This February, Ohio Gov. John Kasich met with President Donald Trump is discuss the importance of the Ohio Medicaid expansion that has led to over 700,000 Ohioans receiving access to health care since 2014. However, the recent introduction of the federal American Health Care Act could undo many of the benefits this expansion has brought to the buckeye state.
The American Health Care Act (AHCA), introduced this past week, says it will allow people to stay on Medicaid and will also cover pre-existing conditions. But the creators of the bill also vow to eliminate federal funding to Medicare initiatives. According to state official estimates, federal funding cuts would most likely reduce Ohio Medicaid spending from $37 billion to just over $3 billion between 2018 and 2026.
Prior to the expansion, Medicaid in Ohio was only given to adults with an income below 90 percent of the poverty line who were also a parent, pregnant or disabled. Since 2014, Ohio Medicaid is available to any Ohioan between the ages of 19 and 64 who is at or below 138 percent of the poverty line.
A study conducted by the Ohio Department of Medicaid found the majority of those insured by Medicaid did not have jobs or four-year college degrees, and over 70 percent were not married.
The expansion also provided easier care for those suffering from mental illness, who largely said the new care helped them find or keep work more easily, and helped about 27 of new recipients become aware they were suffering from a chronic condition.
Although the AHCA still has staunch support from its creators — and Trump has made recent efforts to get the legislation more votes from within the GOP — its initial reception has been largely negative from both major parties, and it may not even pass as is. However, some still question how the act will impact the new changes to Ohio Medicaid if it does get passed with its current promises.
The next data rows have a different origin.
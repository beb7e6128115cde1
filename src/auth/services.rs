use lazy_static::lazy_static;
use regex::Regex;
use tracing::error;

use super::{
    dto::{AuthResponse, PublicUser},
    jwt::JwtKeys,
    repo_types::User,
};
use crate::error::AppError;

pub(crate) fn is_valid_email(email: &str) -> bool {
    lazy_static! {
        static ref EMAIL_RE: Regex =
            Regex::new(r"^[^@\s]+@[^@\s]+\.[^@\s]+$").expect("email regex compiles");
    }
    EMAIL_RE.is_match(email)
}

pub(crate) fn normalize_email(raw: &str) -> String {
    raw.trim().to_lowercase()
}

/// Signs a fresh access/refresh pair for `user`.
pub(crate) fn issue_tokens(keys: &JwtKeys, user: User) -> Result<AuthResponse, AppError> {
    let access_token = keys.sign_access(user.id).map_err(|e| {
        error!(error = %e, "jwt sign access failed");
        AppError::internal("Server error")
    })?;
    let refresh_token = keys.sign_refresh(user.id).map_err(|e| {
        error!(error = %e, "jwt sign refresh failed");
        AppError::internal("Server error")
    })?;
    Ok(AuthResponse {
        access_token,
        refresh_token,
        user: PublicUser::from(user),
    })
}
In an opinion piece Kasich wrote for The New York Times this past week, he said federal legislation should consider both the cost and coverage of health care. He voiced concerns about the impacts that phasing out expanded Medicaid coverage could have in the 30 states that implemented it.
“It is unrealistic to think that cutting coverage saves any money, since we will only see uninsured people returning to the emergency room for their care — and walking away from unpaid bills. We can avoid that problem by embracing a plan that both preserves coverage for those who have it and achieves savings with badly needed Medicaid reforms. Not having a viable alternative is counterproductive and unnecessarily puts at risk our ability to treat the drug-addicted, mentally ill and working poor who now have access to a dependable source of care.”
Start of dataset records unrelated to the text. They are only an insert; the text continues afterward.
use axum::{
    extract::State,
    http::StatusCode,
    routing::get,
    Json, Router,
};
use tracing::{error, info, instrument, warn};

use super::{
    dto::{CreateSkillRequest, UpdateSkillRequest},
    repo_types::{NewSkill, Skill},
    services::{validate_create, validate_update},
};
use crate::{
    auth::AuthUser,
    dto::MessageResponse,
    error::AppError,
    extract::{AppJson, AppPath},
    ownership::owned_by,
    state::AppState,
};

pub fn skill_routes() -> Router<AppState> {
    Router::new()
        .route("/skills", get(list_skills).post(create_skill))
        .route(
            "/skills/:id",
            get(get_skill).patch(update_skill).delete(delete_skill),
        )
}

fn not_authorized() -> AppError {
    AppError::Forbidden("Not authorized".into())
}

#[instrument(skip(state))]
pub async fn list_skills(
    State(state): State<AppState>,
    AuthUser(user_id): AuthUser,
) -> Result<Json<Vec<Skill>>, AppError> {
    let skills = state.skills.list().await.map_err(|e| {
        error!(error = %e, "list skills failed");
        AppError::internal("Failed to fetch skills")
    })?;
    Ok(Json(skills))
}

#[instrument(skip(state))]
pub async fn get_skill(
    State(state): State<AppState>,
    AppPath(id): AppPath<i64>,
) -> Result<Json<Skill>, AppError> {
    match state.skills.find(id).await {
        Ok(Some(skill)) => Ok(Json(skill)),
        Ok(None) => Err(AppError::NotFound("Skill not found".into())),
        Err(e) => {
            error!(error = %e, %id, "get skill failed");
            Err(AppError::internal("Server error"))
        }
    }
}

#[instrument(skip(state, payload))]
pub async fn create_skill(
    State(state): State<AppState>,
    AuthUser(user_id): AuthUser,
    AppJson(payload): AppJson<CreateSkillRequest>,
) -> Result<(StatusCode, Json<Skill>), AppError> {
    if state.config.strict_validation {
        validate_create(&payload)?;
    }

    let skill = state
        .skills
        .create(NewSkill {
            title: payload.title,
            description: payload.description,
            price_per_hour: payload.price_per_hour,
            location: payload.location,
            user_id,
        })
        .await
        .map_err(|e| {
            error!(error = %e, %user_id, "create skill failed");
            AppError::internal_with("Failed to create skill", format!("{e:#}"))
        })?;

    info!(skill_id = %skill.id, %user_id, "skill created");
    Ok((StatusCode::CREATED, Json(skill)))
}

#[instrument(skip(state, payload))]
pub async fn update_skill(
    State(state): State<AppState>,
    AuthUser(user_id): AuthUser,
    AppPath(id): AppPath<i64>,
    AppJson(payload): AppJson<UpdateSkillRequest>,
) -> Result<Json<Skill>, AppError> {
    let failed = |e: anyhow::Error| {
        error!(error = %e, %id, %user_id, "update skill failed");
        AppError::internal("Failed to update skill")
    };

    let found = state.skills.find(id).await.map_err(failed)?;
    if owned_by(found, user_id).is_none() {
        warn!(%id, %user_id, "update rejected: missing or not owner");
        return Err(not_authorized());
    }

    if state.config.strict_validation {
        validate_update(&payload)?;
    }

    // The row can vanish between the lookup and the write; treat it like a missing one.
    let skill = state
        .skills
        .update(id, payload.into())
        .await
        .map_err(failed)?
        .ok_or_else(not_authorized)?;

    info!(skill_id = %skill.id, %user_id, "skill updated");
    Ok(Json(skill))
}

#[instrument(skip(state))]
pub async fn delete_skill(
    State(state): State<AppState>,
    AuthUser(user_id): AuthUser,
    AppPath(id): AppPath<i64>,
) -> Result<Json<MessageResponse>, AppError> {
    let failed = |e: anyhow::Error| {
        error!(error = %e, %id, %user_id, "delete skill failed");
        AppError::internal("Failed to delete skill")
    };

    let found = state.skills.find(id).await.map_err(failed)?;
    if owned_by(found, user_id).is_none() {
        warn!(%id, %user_id, "delete rejected: missing or not owner");
        return Err(not_authorized());
    }

    if !state.skills.delete(id).await.map_err(failed)? {
        return Err(not_authorized());
    }

    info!(skill_id = %id, %user_id, "skill deleted");
    Ok(Json(MessageResponse::new("Skill deleted")))
}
In a statement on Meet the Press this past Sunday, Vice President Mike Pence touched on Kasich’s concerns.
“I’m very confident that this legislation will give Ohio both the resources and the flexibility that your governor and your legislature will need to be able to meet those needs going forward and offer our most vulnerable citizens even better coverage,” Pence said.
Kasich, however, however, disagreed with Pence’s statements.
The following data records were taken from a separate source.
use crate::state::AppState;
use axum::Router;

mod dto;
pub mod handlers;
pub mod repo;
pub mod repo_types;
mod services;

pub fn router() -> Router<AppState> {
    handlers::skill_routes()
}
“He’s not right. I mean, first of all, Medicaid expansion has covered 700,000 people in my state, a big chunk of whom are mentally ill and drug addicted and have chronic diseases. They tend to churn and move off of that program. Then they have to go to an exchange that’s broken,” he said. “The current system doesn’t work. That can be fixed. I’ve said it all along. It’s not like we love Obamacare. It means don’t throw the baby out with the bathwater.”
Kasich also said the real secret to having sustainable health care for all, particularly those in Ohio, may rest in an already complicated issue: getting both major parties to work together.
“Republicans and Democrats can start by working together to stabilize insurance markets, which are slipping into crisis in both red and blue states,” Kasich wrote in the Times. “If we are to establish a lasting and successful replacement for Obamacare, Republicans should reach across the aisle for help, and Democrats should accept the offer. Cutting Democrats out of the process will only make the results less effective. And if Democrats refuse to cooperate with Republicans, they will be forgoing the opportunity to solve a core problem for millions of Americans, including the most vulnerable, who are dependent on reliable health care coverage.”